Secondly, he cares little about actually winning seats in Scotland. He is more interested in cementing the Corbynite revolution. If he can bring some left-wing Yessers back into the fold then that’s worth the loss of Labour Unionists who were, in any case, never part of Project Corbyn in the first place. It won’t win seats, but that’s not the goal.

But it is a gift to Ruth Davidson and her Conservatives who have, much to poor Kezia Dugdale’s irritation, been arguing for months that only the Tories can be properly trusted to stand up to the SNP. And since the non-SNP half of Scotland desperately wants someone to stand up to the SNP this is a message that, as they say, has cut-through with a decent segment of the population.
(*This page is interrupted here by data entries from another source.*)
//! The Clip table. Clip Recorder inserts rows after a successful seal; the
//! retention sweeper deletes them (file first, then row — §5's invariant
//! "the on-disk sealed file exists iff the row exists" is maintained by
//! always deleting in that order).

use crate::timestamp::{from_row, to_text};
use base::{Error, ErrorKind, ResultExt};
use jiff::Timestamp;
use rusqlite::{params, OptionalExtension};
use serde::{Deserialize, Serialize};
use uuid::Uuid;

#[derive(Clone, Debug, Serialize, Deserialize)]
pub struct Clip {
    pub id: Uuid,
    pub event_id: Uuid,
    pub path: String,
    pub unsealed_size: i64,
    pub sealed_size: i64,
    pub duration_ms: i64,
    pub started_at: Timestamp,
    pub ended_at: Timestamp,
    pub key_hash: String,
}

fn row_to_clip(row: &rusqlite::Row) -> rusqlite::Result<Clip> {
    Ok(Clip {
        id: parse_uuid(row, "id")?,
        event_id: parse_uuid(row, "event_id")?,
        path: row.get("path")?,
        unsealed_size: row.get("unsealed_size")?,
        sealed_size: row.get("sealed_size")?,
        duration_ms: row.get("duration_ms")?,
        started_at: from_row(row, "started_at")?,
        ended_at: from_row(row, "ended_at")?,
        key_hash: row.get("key_hash")?,
    })
}

fn parse_uuid(row: &rusqlite::Row, col: &str) -> rusqlite::Result<Uuid> {
    let s: String = row.get(col)?;
    s.parse()
        .map_err(|e| rusqlite::Error::FromSqlConversionFailure(s.len(), rusqlite::types::Type::Text, Box::new(e)))
}

pub struct Store<'a> {
    conn: &'a mut rusqlite::Connection,
}

impl<'a> Store<'a> {
    pub(crate) fn new(conn: &'a mut rusqlite::Connection) -> Self {
        Store { conn }
    }

    pub fn get(&self, id: Uuid) -> Result<Option<Clip>, Error> {
        self.conn
            .query_row("select * from clip where id = ?", params![id.to_string()], row_to_clip)
            .optional()
            .err_kind(ErrorKind::Internal)
    }

    pub fn get_by_event(&self, event_id: Uuid) -> Result<Option<Clip>, Error> {
        self.conn
            .query_row(
                "select * from clip where event_id = ?",
                params![event_id.to_string()],
                row_to_clip,
            )
            .optional()
            .err_kind(ErrorKind::Internal)
    }

    pub fn insert(&self, clip: &Clip) -> Result<(), Error> {
        self.conn
            .execute(
                r#"
                insert into clip (
                  id, event_id, path, unsealed_size, sealed_size, duration_ms,
                  started_at, ended_at, key_hash
                ) values (?1, ?2, ?3, ?4, ?5, ?6, ?7, ?8, ?9)
                "#,
                params![
                    clip.id.to_string(),
                    clip.event_id.to_string(),
                    clip.path,
                    clip.unsealed_size,
                    clip.sealed_size,
                    clip.duration_ms,
                    to_text(clip.started_at),
                    to_text(clip.ended_at),
                    clip.key_hash,
                ],
            )
            .err_kind(ErrorKind::Internal)?;
        Ok(())
    }

    /// Clips with `ended_at` older than `cutoff`, oldest first — the
    /// retention sweeper's age rule.
    pub fn list_older_than(&self, cutoff: Timestamp) -> Result<Vec<Clip>, Error> {
        let mut stmt = self
            .conn
            .prepare_cached("select * from clip where ended_at < ? order by ended_at")
            .err_kind(ErrorKind::Internal)?;
        let rows = stmt
            .query_map(params![to_text(cutoff)], row_to_clip)
            .err_kind(ErrorKind::Internal)?;
        rows.collect::<Result<_, _>>().err_kind(ErrorKind::Internal)
    }

    /// All clips oldest first — the retention sweeper's watermark rule walks
    /// this until usage drops back below the configured percentage.
    pub fn list_oldest_first(&self) -> Result<Vec<Clip>, Error> {
        let mut stmt = self
            .conn
            .prepare_cached("select * from clip order by ended_at")
            .err_kind(ErrorKind::Internal)?;
        let rows = stmt.query_map(params![], row_to_clip).err_kind(ErrorKind::Internal)?;
        rows.collect::<Result<_, _>>().err_kind(ErrorKind::Internal)
    }

    /// Deletes the row and clears the owning event's `clip_id`. Callers must
    /// unlink/remove the on-disk file first so the row never outlives it.
    pub fn delete(&self, id: Uuid) -> Result<(), Error> {
        let tx = self.conn.unchecked_transaction().err_kind(ErrorKind::Internal)?;
        tx.execute(
            "update event set clip_id = null where clip_id = ?",
            params![id.to_string()],
        )
        .err_kind(ErrorKind::Internal)?;
        tx.execute("delete from clip where id = ?", params![id.to_string()])
            .err_kind(ErrorKind::Internal)?;
        tx.commit().err_kind(ErrorKind::Internal)?;
        Ok(())
    }
}

#[cfg(test)]
mod tests {
    use super::*;

    fn sample_clip(event_id: Uuid, ended_at: Timestamp) -> Clip {
        Clip {
            id: Uuid::now_v7(),
            event_id,
            path: "clips/2026/07/26/x.sealed".to_string(),
            unsealed_size: 1000,
            sealed_size: 1012,
            duration_ms: 2500,
            started_at: ended_at,
            ended_at,
            key_hash: "deadbeef".to_string(),
        }
    }

    #[test]
    fn delete_clears_owning_event() {
        let mut db = crate::testutil::open_in_memory();
        let t = Timestamp::from_second(1000).unwrap();
        db.camera()
            .register(&crate::camera::Observation {
                id: "cam1".to_string(),
                transport: crate::camera::Transport::LocalDevice,
                connection: "/dev/video0".to_string(),
                manufacturer: None,
                model: None,
                has_ptz: false,
                has_snapshot: true,
                has_video: true,
                observed_at: t,
            })
            .unwrap();
        let new = crate::event::NewEvent {
            id: Uuid::now_v7(),
            camera_id: "cam1".to_string(),
            started_at: t,
            peak_confidence: 0.8,
            class_set: vec!["person".to_string()],
            poster_snapshot_id: None,
        };
        let event_id = new.id;
        db.event().open(&new).unwrap();
        let clip = sample_clip(event_id, t);
        let clip_id = clip.id;
        db.clip().insert(&clip).unwrap();
        db.event().set_clip(event_id, clip_id).unwrap();

        db.clip().delete(clip_id).unwrap();
        assert!(db.clip().get(clip_id).unwrap().is_none());
        assert_eq!(db.event().get(event_id).unwrap().unwrap().clip_id, None);
    }

    #[test]
    fn list_older_than_is_sorted() {
        let mut db = crate::testutil::open_in_memory();
        let t = Timestamp::from_second(1000).unwrap();
        db.camera()
            .register(&crate::camera::Observation {
                id: "cam1".to_string(),
                transport: crate::camera::Transport::LocalDevice,
                connection: "/dev/video0".to_string(),
                manufacturer: None,
                model: None,
                has_ptz: false,
                has_snapshot: true,
                has_video: true,
                observed_at: t,
            })
            .unwrap();
        for secs in [3000i64, 1000, 2000] {
            let new = crate::event::NewEvent {
                id: Uuid::now_v7(),
                camera_id: "cam1".to_string(),
                started_at: t,
                peak_confidence: 0.8,
                class_set: vec!["person".to_string()],
                poster_snapshot_id: None,
            };
            db.event().open(&new).unwrap();
            let clip = sample_clip(new.id, Timestamp::from_second(secs).unwrap());
            db.clip().insert(&clip).unwrap();
        }
        let clips = db.clip().list_older_than(Timestamp::from_second(2500).unwrap()).unwrap();
        assert_eq!(clips.len(), 2);
        assert!(clips[0].ended_at <= clips[1].ended_at);
    }
}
You don’t need to be a Conservative to vote for a Tory candidate.

Moreover, senior figures within Labour and the Lib Dems agree with Davidson that independence is the only issue that really matters, the only subject that really engages voters on the fabled doorsteps of Scotland. Health and education and Brexit and the economy have their place but independence is mentioned more often than the rest of those concerns combined. You might not wish it to be like this but this is the way it is. (This is why, at least thus far, Theresa May’s dismal, shambolic, entertainingly useless, campaign has had little impact one way or the other in Scotland.)

Now you may object that Corbyn’s line is not all that different from May’s suggestion that ‘now is not the time’ for a second referendum. You might further suggest that any UK government is going to have to talk to any Scottish government about the constitution at some point. And you would, of course, have a point.

But there are times when such points can be made and there are ways in which those points can be made too that do not undermine what is, notionally at least, your own party’s notional position. Corbyn, as always, doesn’t care about that. Until now the prospect of a second referendum before 2020 had been fading surprisingly quickly. Corbyn, if he were elected, would make one by the end of 2019 vastly more likely.

And while, hitherto, the Tory party has not been able to put Corbyn in Nicola Sturgeon’s handbag and make that seem a credible, plausible, mind-concentrating position, it may now see an opportunity to do so.